Credit-Risk-Prediction

Credit risk infers to the possibility of a loss emerging from a borrower's downfall to pay back a loan or meet contractual commitments. Conventionally, it pertains to the risk arising from lenders' inability to return the owed interest and principal, impacting the cash flows and increasing assemblage costs. We used German credit data using Random forest (along with over-sampling and under-sampling methods to fix imbalanced data).The aim is to predict credit risk when a person requests for loan. You have to build a model to predict whether the person, described by the attributes of this dataset, is a good (1) or a bad (0) credit risk?

Data Documentation

Credit risk of south german dataset contains 1000 samples and 21 attributes. A brief description for each attribute is as follows:

Categorical Features:

status

status of the debtor's checking account with the bank

  • 1 : no checking account
  • 2 : ... < 0 DM
  • 3 : 0<= ... < 200 DM
  • 4 : ... >= 200 DM / salary for at least 1 year

credit_history

history of compliance with previous or concurrent credit contracts

  • 0 : delay in paying off in the past
  • 1 : critical account/other credits elsewhere
  • 2 : no credits taken/all credits paid back duly
  • 3 : existing credits paid back duly till now
  • 4 : all credits at this bank paid bac

purpose

purpose for which the credit is needed

  • 0 : others
  • 1 : car (new)
  • 2 : car (used)
  • 3 : furniture/equipment
  • 4 : radio/television
  • 5 : domestic appliances
  • 6 : repairs
  • 7 : education
  • 8 : vacation
  • 9 : retraining
  • 10 : business

savings

debtor's savings

  • 1 : unknown/no savings account
  • 2 : ... < 100 DM
  • 3 : 100 <= ... < 500 DM
  • 4 : 500 <= ... < 1000 DM
  • 5 : ... >= 1000 DM

personal_status

combined information on sex and marital status

  • 1 : male : divorced/separated
  • 2 : female : non-single or male : single
  • 3 : male : married/widowed
  • 4 : female : single

other_debtors

Is there another debtor or a guarantor for the credit?

  • 1 : none
  • 2 : co-applicant
  • 3 : guarantor

other_installment_plans

installment plans from providers other than the credit-giving bank

  • 1 : bank
  • 2 : stores
  • 3 : none

housing

type of housing the debtor lives in

  • 1 : for free
  • 2 : rent
  • 3 : own

Binary features

people_liable

number of persons who financially depend on the debtor (i.e., are entitled to maintenance)

  • 1 : 3 or more
  • 2 : 0 to 2

telephone

Is there a telephone landline registered on the debtor's name?

  • 1 : no
  • 2 : yes (under customer name)

foreign_worker

Is the debtor a foreign worker?

  • 1 : yes
  • 2 : no

Ordinal features:

employment_duration

duration of debtor's employment with current employer

  • 1 : unemployed
  • 2 : < 1 yr
  • 3 : 1 <= ... < 4 yrs
  • 4 : 4 <= ... < 7 yrs
  • 5 : >= 7 yrs

installment_rate

credit installments as a percentage of debtor's disposable income

  • 1 : >= 35
  • 2 : 25 <= ... < 35
  • 3 : 20 <= ... < 25
  • 4 : < 20

present_residence

length of time (in years) the debtor lives in the present residence

  • 1 : < 1 yr
  • 2 : 1 <= ... < 4 yrs
  • 3 : 4 <= ... < 7 yrs
  • 4 : >= 7 yr

property

the debtor's most valuable property, i.e. the highest possible code is used. Code 2 is used, if codes 3 or 4 are not applicable and there is a car or any other relevant property that does not fall under variable sparkont.

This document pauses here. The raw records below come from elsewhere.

//! Quotes, symbol search, market status and equity time series.

use chrono::Utc;
use rmcp::handler::server::wrapper::Parameters;
use rmcp::model::CallToolResult;
use rmcp::{tool, tool_router, ErrorData as McpError};
use schemars::JsonSchema;
use serde::Deserialize;

use super::{text_result, AlphaVantageServer};
use crate::api::series::TimeSeriesResponse;
use crate::api::stocks::{
    BulkQuotesResponse, GlobalQuoteResponse, MarketStatusResponse, SymbolSearchResponse,
};
use crate::api::{DataType, IntradayInterval, OutputSize};
use crate::format::stocks::{self, Adjusted};
use crate::format::time;
use crate::query::Query;

#[derive(Debug, Clone, Deserialize, JsonSchema)]
pub struct SymbolParams {
    /// The stock symbol to look up (e.g., IBM, AAPL, MSFT)
    pub symbol: String,
}

#[derive(Debug, Clone, Deserialize, JsonSchema)]
pub struct SearchParams {
    /// The search keywords (e.g., Microsoft, Tesla, Banking)
    pub keywords: String,
}

#[derive(Debug, Clone, Deserialize, JsonSchema)]
pub struct BulkQuotesParams {
    /// Up to 100 ticker symbols separated by commas (e.g., MSFT,AAPL,IBM)
    pub symbols: String,
}

#[derive(Debug, Clone, Deserialize, JsonSchema)]
pub struct MonthlyAdjustedParams {
    /// The stock symbol to look up (e.g., IBM, AAPL, MSFT)
    pub symbol: String,
    /// Number of months to display (default: 12)
    pub months: Option<usize>,
}

#[derive(Debug, Clone, Deserialize, JsonSchema)]
pub struct WeeklyAdjustedParams {
    /// The stock symbol to look up (e.g., IBM, AAPL, MSFT)
    pub symbol: String,
    /// Number of weeks to display (default: 12)
    pub weeks: Option<usize>,
}

#[derive(Debug, Clone, Deserialize, JsonSchema)]
pub struct DailyAdjustedParams {
    /// The stock symbol to look up (e.g., IBM, AAPL, MSFT)
    pub symbol: String,
    /// Data size to return: 'compact' = last 100 data points (default), 'full' = 20+ years of data
    pub outputsize: Option<OutputSize>,
    /// Number of days to display (default: 20)
    pub days: Option<usize>,
}

#[derive(Debug, Clone, Deserialize, JsonSchema)]
pub struct IntradayParams {
    /// The stock symbol to look up (e.g., IBM, AAPL, MSFT)
    pub symbol: String,
    /// Time interval between data points
    pub interval: IntradayInterval,
    /// Whether to return adjusted data (default: true)
    pub adjusted: Option<bool>,
    /// Whether to include extended hours data (default: true)
    pub extended_hours: Option<bool>,
    /// Specific month in YYYY-MM format (e.g., 2009-01)
    pub month: Option<String>,
    /// Data size to return: 'compact' = last 100 data points (default), 'full' = trailing 30 days or full month
    pub outputsize: Option<OutputSize>,
    /// Number of data points to display (default: 20)
    pub datapoints: Option<usize>,
}

impl AlphaVantageServer {
    async fn adjusted(
        &self,
        kind: Adjusted,
        query: Query,
        limit: Option<usize>,
        failure: &str,
    ) -> Result<CallToolResult, McpError> {
        let limit = limit.unwrap_or(kind.default_limit());
        self.render_json(query, failure, |resp: TimeSeriesResponse| {
            stocks::adjusted_series(&resp, kind, limit)
        })
        .await
    }
}

#[tool_router(router = stocks_router, vis = "pub(crate)")]
impl AlphaVantageServer {
    #[tool(
        name = "get-current-time",
        description = "Get the current date and time in UTC, Eastern Time (ET), and Pacific Time (PT)"
    )]
    pub async fn current_time(&self) -> Result<CallToolResult, McpError> {
        Ok(text_result(time::current_time(Utc::now())))
    }

    #[tool(
        name = "get-stock-quote",
        description = "Get the latest price and volume information for a ticker symbol"
    )]
    pub async fn stock_quote(
        &self,
        Parameters(p): Parameters<SymbolParams>,
    ) -> Result<CallToolResult, McpError> {
        let query = Query::new("GLOBAL_QUOTE")
            .param("symbol", &p.symbol)
            .param("datatype", DataType::Json);
        self.render_json(query, "Failed to retrieve quote data", |resp: GlobalQuoteResponse| {
            stocks::quote(&resp)
        })
        .await
    }

    #[tool(
        name = "search-ticker",
        description = "Search for stock symbols based on keywords"
    )]
    pub async fn search_ticker(
        &self,
        Parameters(p): Parameters<SearchParams>,
    ) -> Result<CallToolResult, McpError> {
        let query = Query::new("SYMBOL_SEARCH")
            .param("keywords", &p.keywords)
            .param("datatype", DataType::Json);
        self.render_json(
            query,
            "Failed to retrieve search results",
            |resp: SymbolSearchResponse| stocks::search(&resp),
        )
        .await
    }

    #[tool(
        name = "get-market-status",
        description = "Get the current market status (open vs. closed) of major trading venues worldwide"
    )]
    pub async fn market_status(&self) -> Result<CallToolResult, McpError> {
        let query = Query::new("MARKET_STATUS").param("datatype", DataType::Json);
        self.render_json(
            query,
            "Failed to retrieve market status data",
            |resp: MarketStatusResponse| stocks::market_status(&resp),
        )
        .await
    }

    #[tool(
        name = "get-bulk-quotes",
        description = "Get realtime quotes for multiple US-traded symbols in bulk (up to 100 symbols)"
    )]
    pub async fn bulk_quotes(
        &self,
        Parameters(p): Parameters<BulkQuotesParams>,
    ) -> Result<CallToolResult, McpError> {
        let query = Query::new("REALTIME_BULK_QUOTES")
            .param("symbol", &p.symbols)
            .param("datatype", DataType::Json);
        self.render_json(
            query,
            "Failed to retrieve bulk quotes data",
            |resp: BulkQuotesResponse| stocks::bulk_quotes(&resp),
        )
        .await
    }

    #[tool(
        name = "get-monthly-adjusted",
        description = "Get monthly adjusted time series data (20+ years of historical data) for a stock symbol"
    )]
    pub async fn monthly_adjusted(
        &self,
        Parameters(p): Parameters<MonthlyAdjustedParams>,
    ) -> Result<CallToolResult, McpError> {
        let kind = Adjusted::Monthly;
        let query = Query::new(kind.function())
            .param("symbol", &p.symbol)
            .param("datatype", DataType::Json);
        self.adjusted(
            kind,
            query,
            p.months,
            "Failed to retrieve monthly adjusted time series data",
        )
        .await
    }

    #[tool(
        name = "get-weekly-adjusted",
        description = "Get weekly adjusted time series data (20+ years of historical data) for a stock symbol"
    )]
    pub async fn weekly_adjusted(
        &self,
        Parameters(p): Parameters<WeeklyAdjustedParams>,
    ) -> Result<CallToolResult, McpError> {
        let kind = Adjusted::Weekly;
        let query = Query::new(kind.function())
            .param("symbol", &p.symbol)
            .param("datatype", DataType::Json);
        self.adjusted(
            kind,
            query,
            p.weeks,
            "Failed to retrieve weekly adjusted time series data",
        )
        .await
    }

    #[tool(
        name = "get-daily-adjusted",
        description = "Get daily adjusted time series data with splits and dividend events for a stock symbol"
    )]
    pub async fn daily_adjusted(
        &self,
        Parameters(p): Parameters<DailyAdjustedParams>,
    ) -> Result<CallToolResult, McpError> {
        let kind = Adjusted::Daily;
        let query = Query::new(kind.function())
            .param("symbol", &p.symbol)
            .param("outputsize", p.outputsize.unwrap_or(OutputSize::Compact))
            .param("datatype", DataType::Json);
        self.adjusted(
            kind,
            query,
            p.days,
            "Failed to retrieve daily adjusted time series data",
        )
        .await
    }

    #[tool(
        name = "get-intraday",
        description = "Get intraday time series data (OHLCV) for a stock symbol"
    )]
    pub async fn intraday(
        &self,
        Parameters(p): Parameters<IntradayParams>,
    ) -> Result<CallToolResult, McpError> {
        let query = Query::new("TIME_SERIES_INTRADAY")
            .param("symbol", &p.symbol)
            .param("interval", p.interval)
            .param("datatype", DataType::Json)
            .opt("adjusted", p.adjusted)
            .opt("extended_hours", p.extended_hours)
            .opt_str("month", p.month.as_deref())
            .opt("outputsize", p.outputsize);
        let limit = p.datapoints.unwrap_or(20);
        self.render_json(
            query,
            "Failed to retrieve intraday time series data",
            |resp: TimeSeriesResponse| stocks::intraday(&resp, limit),
        )
        .await
    }
}
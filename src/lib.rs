//! # alphavantage-mcp
//!
//! An MCP server that exposes the Alpha Vantage market data API as tools
//! returning plain text.
//!
//! ## Architecture
//!
//! 1. **`Config`** carries the API key, base URL and transport settings.
//! 2. **`Client`** performs one `GET /query` call and returns the body.
//! 3. **`AlphaVantageServer`** maps each tool onto a [`Query`], decodes the
//!    reply into the types in [`api`] and renders it through [`format`].
//!
//! ## Example
//! ```no_run
//! use alphavantage_mcp::{AlphaVantageServer, Config};
//! use rmcp::{transport::stdio, ServiceExt};
//!
//! #[tokio::main]
//! async fn main() -> anyhow::Result<()> {
//!     let server = AlphaVantageServer::from_config(Config::from_env()?)?;
//!     server.serve(stdio()).await?.waiting().await?;
//!     Ok(())
//! }
//! ```

pub mod api;
pub mod client;
pub mod config;
pub mod format;
pub mod http;
pub mod options;
pub mod query;
pub mod server;

pub use client::{AlphaVantageClient, Client, ClientError};
pub use config::{Config, ConfigError};
pub use options::TransportOptions;
pub use query::Query;
pub use server::AlphaVantageServer;

// Re-export rmcp for convenience
pub use rmcp;

/// Name reported in the MCP handshake.
pub const SERVER_NAME: &str = "alphavantage-mcp";
pub const SERVER_VERSION: &str = env!("CARGO_PKG_VERSION");
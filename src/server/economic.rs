//! US economic indicators. Indicators differ in which of `interval` and
//! `maturity` they accept, so there are three parameter shapes.

use rmcp::handler::server::wrapper::Parameters;
use rmcp::model::CallToolResult;
use rmcp::{tool, tool_router, ErrorData as McpError};
use schemars::JsonSchema;
use serde::Deserialize;

use super::AlphaVantageServer;
use crate::api::economy::{EconomicIndicator, EconomicInterval, MacroSeriesResponse, Maturity};
use crate::format::economy::{self, MacroKind};
use crate::query::Query;

#[derive(Debug, Clone, Deserialize, JsonSchema)]
pub struct EconomicParams {
    /// Number of data points to display (default: 10)
    pub limit: Option<usize>,
}

#[derive(Debug, Clone, Deserialize, JsonSchema)]
pub struct IndicatorIntervalParams {
    /// Time interval between data points (default depends on the indicator)
    pub interval: Option<EconomicInterval>,
    /// Number of data points to display (default: 10)
    pub limit: Option<usize>,
}

#[derive(Debug, Clone, Deserialize, JsonSchema)]
pub struct TreasuryYieldParams {
    /// Time interval between data points (default depends on the indicator)
    pub interval: Option<EconomicInterval>,
    /// Treasury maturity (default: 10year)
    pub maturity: Option<Maturity>,
    /// Number of data points to display (default: 10)
    pub limit: Option<usize>,
}

impl From<EconomicParams> for TreasuryYieldParams {
    fn from(p: EconomicParams) -> Self {
        Self {
            interval: None,
            maturity: None,
            limit: p.limit,
        }
    }
}

impl From<IndicatorIntervalParams> for TreasuryYieldParams {
    fn from(p: IndicatorIntervalParams) -> Self {
        Self {
            interval: p.interval,
            maturity: None,
            limit: p.limit,
        }
    }
}

impl AlphaVantageServer {
    /// Only inputs the indicator accepts are forwarded; the provider picks
    /// its own defaults for the rest.
    async fn indicator(
        &self,
        indicator: EconomicIndicator,
        p: impl Into<TreasuryYieldParams>,
    ) -> Result<CallToolResult, McpError> {
        let p = p.into();
        let interval = p.interval.filter(|_| indicator.accepts_interval());
        let maturity = p.maturity.filter(|_| indicator.accepts_maturity());
        let query = Query::new(indicator.as_str())
            .opt("interval", interval)
            .opt("maturity", maturity);
        let limit = p.limit.unwrap_or(10);
        let failure = format!(
            "Error: Failed to fetch {}.",
            indicator.description().to_lowercase()
        );
        self.render_json(query, &failure, |resp: MacroSeriesResponse| {
            economy::macro_series(&resp, MacroKind::Economic, limit)
        })
        .await
    }
}

#[tool_router(router = economic_router, vis = "pub(crate)")]
impl AlphaVantageServer {
    #[tool(name = "get-real-gdp", description = "Get real gross domestic product (GDP) of the United States")]
    pub async fn real_gdp(
        &self,
        Parameters(p): Parameters<IndicatorIntervalParams>,
    ) -> Result<CallToolResult, McpError> {
        self.indicator(EconomicIndicator::RealGdp, p).await
    }

    #[tool(name = "get-real-gdp-per-capita", description = "Get real GDP per capita of the United States")]
    pub async fn real_gdp_per_capita(
        &self,
        Parameters(p): Parameters<EconomicParams>,
    ) -> Result<CallToolResult, McpError> {
        self.indicator(EconomicIndicator::RealGdpPerCapita, p).await
    }

    #[tool(name = "get-treasury-yield", description = "Get U.S. treasury yield of a given maturity")]
    pub async fn treasury_yield(
        &self,
        Parameters(p): Parameters<TreasuryYieldParams>,
    ) -> Result<CallToolResult, McpError> {
        self.indicator(EconomicIndicator::TreasuryYield, p).await
    }

    #[tool(name = "get-federal-funds-rate", description = "Get federal funds rate in the United States")]
    pub async fn federal_funds_rate(
        &self,
        Parameters(p): Parameters<IndicatorIntervalParams>,
    ) -> Result<CallToolResult, McpError> {
        self.indicator(EconomicIndicator::FederalFundsRate, p).await
    }

    #[tool(name = "get-cpi", description = "Get consumer price index (CPI) of the United States")]
    pub async fn cpi(
        &self,
        Parameters(p): Parameters<IndicatorIntervalParams>,
    ) -> Result<CallToolResult, McpError> {
        self.indicator(EconomicIndicator::Cpi, p).await
    }

    #[tool(name = "get-inflation", description = "Get annual inflation rates (consumer prices) of the United States")]
    pub async fn inflation(
        &self,
        Parameters(p): Parameters<EconomicParams>,
    ) -> Result<CallToolResult, McpError> {
        self.indicator(EconomicIndicator::Inflation, p).await
    }

    #[tool(name = "get-retail-sales", description = "Get advance estimates of U.S. retail and food services sales")]
    pub async fn retail_sales(
        &self,
        Parameters(p): Parameters<EconomicParams>,
    ) -> Result<CallToolResult, McpError> {
        self.indicator(EconomicIndicator::RetailSales, p).await
    }

    #[tool(name = "get-durable-goods-orders", description = "Get U.S. manufacturers' new orders of durable goods")]
    pub async fn durable_goods_orders(
        &self,
        Parameters(p): Parameters<EconomicParams>,
    ) -> Result<CallToolResult, McpError> {
        self.indicator(EconomicIndicator::Durables, p).await
    }

    #[tool(name = "get-unemployment-rate", description = "Get monthly unemployment data of the United States")]
    pub async fn unemployment_rate(
        &self,
        Parameters(p): Parameters<EconomicParams>,
    ) -> Result<CallToolResult, McpError> {
        self.indicator(EconomicIndicator::Unemployment, p).await
    }

    #[tool(name = "get-nonfarm-payroll", description = "Get monthly US All Employees: Total Nonfarm (Nonfarm Payroll)")]
    pub async fn nonfarm_payroll(
        &self,
        Parameters(p): Parameters<EconomicParams>,
    ) -> Result<CallToolResult, McpError> {
        self.indicator(EconomicIndicator::NonfarmPayroll, p).await
    }
}
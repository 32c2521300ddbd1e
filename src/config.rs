//! Runtime configuration for the Alpha Vantage client.

use std::env;
use std::time::Duration;

use thiserror::Error;

use crate::options::TransportOptions;

/// Environment variable holding the API key.
pub const API_KEY_VAR: &str = "ALPHA_VANTAGE_API_KEY";
/// Environment variable overriding the API base URL.
pub const BASE_URL_VAR: &str = "ALPHA_VANTAGE_API_BASE";
/// Environment variable overriding the request timeout, in seconds.
pub const TIMEOUT_VAR: &str = "ALPHA_VANTAGE_TIMEOUT_SECS";
/// Environment variable holding an optional proxy URL.
pub const PROXY_VAR: &str = "ALPHA_VANTAGE_PROXY";

pub const DEFAULT_BASE_URL: &str = "https://www.alphavantage.co";

/// Errors raised while assembling a [`Config`].
#[derive(Error, Debug)]
pub enum ConfigError {
    #[error(
        "missing ALPHA_VANTAGE_API_KEY: set the environment variable or add \
         `ALPHA_VANTAGE_API_KEY=your_api_key` to a .env file"
    )]
    MissingApiKey,

    #[error("invalid base URL {url:?}: must start with http:// or https://")]
    InvalidBaseUrl { url: String },

    #[error("invalid ALPHA_VANTAGE_TIMEOUT_SECS value {value:?}: expected a whole number of seconds")]
    InvalidTimeout { value: String },
}

/// Connection settings for the provider.
#[derive(Debug, Clone)]
pub struct Config {
    pub api_key: String,
    pub base_url: String,
    pub user_agent: String,
    pub transport: TransportOptions,
}

impl Config {
    pub fn new(api_key: impl Into<String>) -> Self {
        Self {
            api_key: api_key.into(),
            base_url: DEFAULT_BASE_URL.to_string(),
            user_agent: format!("alphavantage-mcp/{}", env!("CARGO_PKG_VERSION")),
            transport: TransportOptions::default(),
        }
    }

    /// Build a configuration from the process environment.
    ///
    /// A `.env` file in the working directory or any of its parents is loaded
    /// first; variables already set in the environment win.
    pub fn from_env() -> Result<Self, ConfigError> {
        Self::from_env_with_key(None)
    }

    /// Like [`Config::from_env`], but an explicit key takes precedence over
    /// the environment.
    pub fn from_env_with_key(api_key: Option<String>) -> Result<Self, ConfigError> {
        match dotenvy::dotenv() {
            Ok(path) => tracing::debug!("loaded environment from {}", path.display()),
            Err(e) if e.not_found() => {}
            Err(e) => tracing::warn!("ignoring unreadable .env file: {}", e),
        }

        let api_key = api_key
            .or_else(|| env::var(API_KEY_VAR).ok())
            .filter(|key| !key.trim().is_empty())
            .ok_or(ConfigError::MissingApiKey)?;

        let mut config = Self::new(api_key.trim());

        if let Ok(url) = env::var(BASE_URL_VAR) {
            config = config.with_base_url(url)?;
        }

        if let Ok(value) = env::var(TIMEOUT_VAR) {
            let secs = value
                .trim()
                .parse::<u64>()
                .map_err(|_| ConfigError::InvalidTimeout { value: value.clone() })?;
            config.transport = config.transport.with_timeout(Duration::from_secs(secs));
        }

        if let Ok(proxy) = env::var(PROXY_VAR) {
            if !proxy.trim().is_empty() {
                config.transport = config.transport.with_proxy(proxy.trim());
            }
        }

        Ok(config)
    }

    /// Point the client at a different API host. A trailing slash is dropped.
    pub fn with_base_url(mut self, url: impl Into<String>) -> Result<Self, ConfigError> {
        let url = url.into();
        let trimmed = url.trim().trim_end_matches('/');
        if !(trimmed.starts_with("http://") || trimmed.starts_with("https://")) {
            return Err(ConfigError::InvalidBaseUrl { url });
        }
        self.base_url = trimmed.to_string();
        Ok(self)
    }

    pub fn with_transport(mut self, transport: TransportOptions) -> Self {
        self.transport = transport;
        self
    }

    /// Full URL of the query endpoint.
    pub fn query_url(&self) -> String {
        format!("{}/query", self.base_url)
    }
}
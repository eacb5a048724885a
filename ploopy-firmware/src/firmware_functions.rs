//! Board hooks for restarting the MCU.
//!
//! The board crate registers what a restart means on its chip; the mapper calls [reset] or
//! [reset_to_usb_boot] when the matching key action is released.

use core::cell::RefCell;

use embassy_sync::blocking_mutex::CriticalSectionMutex;

pub type ResetFn = &'static (dyn Fn() + Sync);

#[derive(Clone, Copy)]
enum Hook {
    Reset = 0,
    UsbBoot = 1,
}

static HOOKS: CriticalSectionMutex<RefCell<[Option<ResetFn>; 2]>> =
    CriticalSectionMutex::new(RefCell::new([None, None]));

fn call(hook: Hook) {
    let f = HOOKS.lock(|r| r.borrow_mut()[hook as usize].take());
    match f {
        Some(f) => f(),
        None => crate::warn!("no restart hook registered"),
    }
}

fn register(hook: Hook, value: Option<ResetFn>) {
    HOOKS.lock(|r| r.borrow_mut()[hook as usize] = value);
}

pub fn reset() {
    call(Hook::Reset);
}

pub fn reset_to_usb_boot() {
    call(Hook::UsbBoot);
}

/// Register the function [reset] calls. It is called at most once per registration.
///
/// ```
/// use ploopy_firmware::firmware_functions::handle_reset;
/// # pub mod cortex_m { pub mod peripheral {pub mod SCB {pub fn sys_reset() {}}}}
///
/// fn myreset() {
///     cortex_m::peripheral::SCB::sys_reset();
/// }
///
/// handle_reset(Some(&myreset));
/// ```
pub fn handle_reset(value: Option<ResetFn>) {
    register(Hook::Reset, value);
}

/// Register the function [reset_to_usb_boot] calls; usually the chip's ROM bootloader entry.
pub fn handle_reset_to_usb_boot(value: Option<ResetFn>) {
    register(Hook::UsbBoot, value);
}

#[cfg(all(not(test), feature = "reset-on-panic", target_os = "none"))]
mod panic {
    #[panic_handler]
    fn panic(_info: &core::panic::PanicInfo) -> ! {
        super::reset();

        loop {}
    }
}
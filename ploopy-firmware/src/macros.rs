#[allow(unused)]
#[cfg(all(not(test), not(feature = "defmt")))]
mod no_defmt {
    #[macro_export]
    macro_rules! debug {
        ($($arg:expr),*) => {{let _ = ($($arg),*);}};
    }

    #[macro_export]
    macro_rules! info {
        ($($arg:expr),*) => {{let _ = ($($arg),*);}};
    }

    #[macro_export]
    macro_rules! warn {
        ($($arg:expr),*) => {{let _ = ($($arg),*);}};
    }

    #[macro_export]
    macro_rules! error {
        ($($arg:expr),*) => {{let _ = ($($arg),*);}};
    }
}

#[cfg(all(not(test), feature = "defmt"))]
mod defmt {
    /// Log debug messages. It will call the [defmt::debug] macro.
    ///
    /// Works with either defmt or nothing. Under `cfg(test)` the message goes to `eprintln!`, so
    /// only the `{}` / `{:?}` placeholders common to both can be used; not the
    /// [defmt::Formatter] syntax.
    #[macro_export]
    macro_rules! debug {
        ($($arg:expr),*) => {
            defmt::debug!($($arg,)*)
        };
    }

    #[macro_export]
    macro_rules! info {
        ($($arg:expr),*) => {
            defmt::info!($($arg,)*)
        };
    }

    #[macro_export]
    macro_rules! warn {
        ($($arg:expr),*) => {
            defmt::warn!($($arg,)*)
        };
    }

    #[macro_export]
    macro_rules! error {
        ($($arg:expr),*) => {
            defmt::error!($($arg,)*)
        };
    }
}
use super::*;

#[test]
fn base_layer() {
    let km = &DEFAULT_KEYMAP;

    assert_eq!(km.action(0, 0), KeyAction::Single(MouseButton(mouse_button::LEFT)));
    assert_eq!(
        km.action(0, 2),
        KeyAction::TapHold {
            tap: Action::Key {
                code: usage::UP,
                modifiers: modifier::LCTL
            },
            hold: Layer(NAV),
            term_ms: DEFAULT_TERM,
        }
    );
    assert_eq!(km.action(0, 3), KeyAction::Single(MouseButton(mouse_button::RIGHT)));
}

#[test]
fn nav_layer_falls_through_transparent() {
    let km = &DEFAULT_KEYMAP;
    let mask = 1 << NAV;

    assert_eq!(km.action(mask, 0), KeyAction::Single(MouseButton(mouse_button::MIDDLE)));
    assert_eq!(km.action(mask, 1), KeyAction::Single(DragScrollToggle));
    assert_eq!(km.action(mask, 2), km.action(0, 2));
    assert!(matches!(
        km.action(mask, 4),
        KeyAction::TapHold {
            hold: Bootloader,
            term_ms: 1000,
            ..
        }
    ));
}

#[test]
fn out_of_range() {
    let km = &DEFAULT_KEYMAP;
    assert_eq!(km.action(0, BUTTON_COUNT), KeyAction::Single(Action::None));
    assert_eq!(km.action(0x80, 0), km.action(0, 0));
}

#[test]
fn all_transparent() {
    let km = Keymap::<1, 2>::new([
        [KeyAction::Single(Transparent)],
        [KeyAction::Single(Transparent)],
    ]);
    assert_eq!(km.action(3, 0), KeyAction::Single(Action::None));
}
extern crate std;

use core::{cell::RefCell, task::Waker};
use embassy_time_driver::Driver;
use std::time::SystemTime;

/// Clock for tests. Until [set_time] is called on a thread it follows the wall clock. After that
/// it is frozen and jumps straight to each requested wake time.
struct TestClock;

impl Driver for TestClock {
    fn now(&self) -> u64 {
        CLOCK.with_borrow(|c| {
            if c.now == 0 {
                SystemTime::now()
                    .duration_since(SystemTime::UNIX_EPOCH)
                    .map_or(0, |d| d.as_micros() as u64)
            } else {
                c.now
            }
        })
    }

    fn schedule_wake(&self, at: u64, waker: &Waker) {
        CLOCK.with_borrow_mut(|c| {
            if c.now != 0 && at > c.now {
                c.now = at;
            }
        });

        waker.wake_by_ref();
    }
}

struct Clock {
    now: u64,
}

std::thread_local! {
    static CLOCK: RefCell<Clock> = const { RefCell::new(Clock { now: 0 }) };
}

embassy_time_driver::time_driver_impl!(static TIME_DRIVER: TestClock = TestClock);

/// Freeze this thread's clock at `t` microseconds.
pub fn set_time(t: u64) {
    CLOCK.with_borrow_mut(|c| c.now = t);
}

  • 1 : unknown / no property
  • 2 : car or other
  • 3 : building soc. savings agr./life insurance
  • 4 : real estate

number_credits

number of credits including the current one the debtor has (or had) at this bank

  • 1 : 1
  • 2 : 2-3
  • 3 : 4-5
  • 4 : >= 6

job

quality of debtor's job

  • 1 : unemployed/unskilled - non-resident
  • 2 : unskilled - resident
  • 3 : skilled employee/official
  • 4 : manager/self-empl./highly qualif. employee

Continuous features:

duration

credit duration in months

amount

credit amount in DM

age

age in years

Class labels:

credit_risk

Has the credit contract been complied with (good) or not (bad) ? (binary class)

  • 0 : bad
  • 1 : good

For more information please read the data documentation.

Code Explanation

The code aims to analyze credit risk data, visualize relationships, train a classifier, and address class imbalance issues. It uses Python libraries like pandas, numpy, seaborn, and scikit-learn. The goal is to predict credit risk based on various features in the dataset .

Importing Libraries

  • The code begins by importing necessary libraries such as pandas and numpy for data manipulation, and matplotlib and seaborn for visualization.

Loading Data:

  • The credit risk dataset is read from a file named "Data.asc" using pd.read_csv().
  • The shape of the loaded dataframe is printed.

Data Exploration

  • The top few rows of the dataset are displayed using credit_data.head().
  • A concise summary of the dataframe is printed using credit_data.info(), showing non-null counts and data types for each column.
  • Statistical summary of data is displayed using credit_data.describe().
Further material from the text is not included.